Personal information
- Full name: Rupert Gomes
- Born: 10 April 1950 (age 76) Georgetown, Guyana
- Batting: Right-handed
- Bowling: Right-arm off break

International information
- National side: Netherlands;

Domestic team information
- 1971/72–1980/81: Guyana
- 1971/72–1975/76: Demerara

Career statistics
| Competition | FC | LA | ICC T |
| Matches | 16 | 10 | 18 |
| Runs scored | 617 | 215 | 772 |
| Batting average | 24.68 | 23.88 | 59.38 |
| 100s/50s | 1/3 | 0/1 | 3/2 |
| Top score | 113 | 57 | 169* |
| Balls bowled | 684 | 246 | – |
| Wickets | 7 | 5 | – |
| Bowling average | 50.42 | 37.40 | – |
| 5 wickets in innings | 0 | 0 | – |
| 10 wickets in match | 0 | 0 | – |
| Best bowling | 2/17 | 2/29 | – |
| Catches/stumpings | 8/– | 0/– | 6/– |
- Source: CricketArchive, 17 January 2011

= Rupert Gomes =

West Indian cricketer (born 1950)

Rupert Gomes (born 10 April 1950) is a former international cricketer born at Georgetown, Guyana.

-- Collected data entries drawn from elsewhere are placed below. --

//! The decoded vessel position record that drives a replay.

use chrono::NaiveDateTime;
use serde::{Deserialize, Serialize};

/// One decoded AIS position report, as produced by a record source.
///
/// Every field that a real sensor can fail to deliver is an `Option`;
/// `None` means "not available" and encodes to the sentinel value the
/// wire format defines for that field. The encoder never rejects a
/// record: out-of-range values are clamped or masked, never errors.
#[derive(Debug, Clone, PartialEq, Serialize, Deserialize)]
pub struct AisRecord {
    /// Civil timestamp of the report. Treated as a monotonic replay
    /// clock; only differences between consecutive records matter.
    pub timestamp: NaiveDateTime,
    /// Maritime Mobile Service Identity. Values above 2^30 - 1 do not
    /// fit the wire field and are truncated by the packer.
    pub mmsi: u32,
    /// Latitude in degrees, positive north.
    pub latitude: Option<f64>,
    /// Longitude in degrees, positive east.
    pub longitude: Option<f64>,
    /// Free-text navigational status ("Under way using engine", ...).
    pub navigational_status: Option<String>,
    /// Rate of turn in degrees per minute, negative to port.
    pub rate_of_turn: Option<f64>,
    /// Speed over ground in knots.
    pub speed_over_ground: Option<f64>,
    /// Course over ground in degrees [0, 360).
    pub course_over_ground: Option<f64>,
    /// True heading in whole degrees. Values above 359 encode as
    /// "not available", same as `None`.
    pub true_heading: Option<u16>,
}

impl AisRecord {
    /// Whether the status text marks this vessel as moored.
    ///
    /// Matches the substring "moored" case-insensitively, so both the
    /// canonical status and free-form variants are caught.
    pub fn is_moored(&self) -> bool {
        self.navigational_status
            .as_deref()
            .map(|s| s.to_lowercase().contains("moored"))
            .unwrap_or(false)
    }
}

impl std::fmt::Display for AisRecord {
    fn fmt(&self, f: &mut std::fmt::Formatter<'_>) -> std::fmt::Result {
        write!(
            f,
            "{} mmsi {} pos {},{} sog {} cog {}",
            self.timestamp.format("%d/%m/%Y %H:%M:%S"),
            self.mmsi,
            OptField(self.latitude),
            OptField(self.longitude),
            OptField(self.speed_over_ground),
            OptField(self.course_over_ground),
        )
    }
}

struct OptField(Option<f64>);

impl std::fmt::Display for OptField {
    fn fmt(&self, f: &mut std::fmt::Formatter<'_>) -> std::fmt::Result {
        match self.0 {
            Some(v) => write!(f, "{}", v),
            None => write!(f, "-"),
        }
    }
}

He played first-class and List A cricket for Guyana until the 1980–81 season. He represented the Netherlands in the ICC Trophy tournaments of 1986 and 1990. In the latter tournament, Gomes scored 169 not out against Israel, the highest score by a Netherlands player in the ICC Trophy.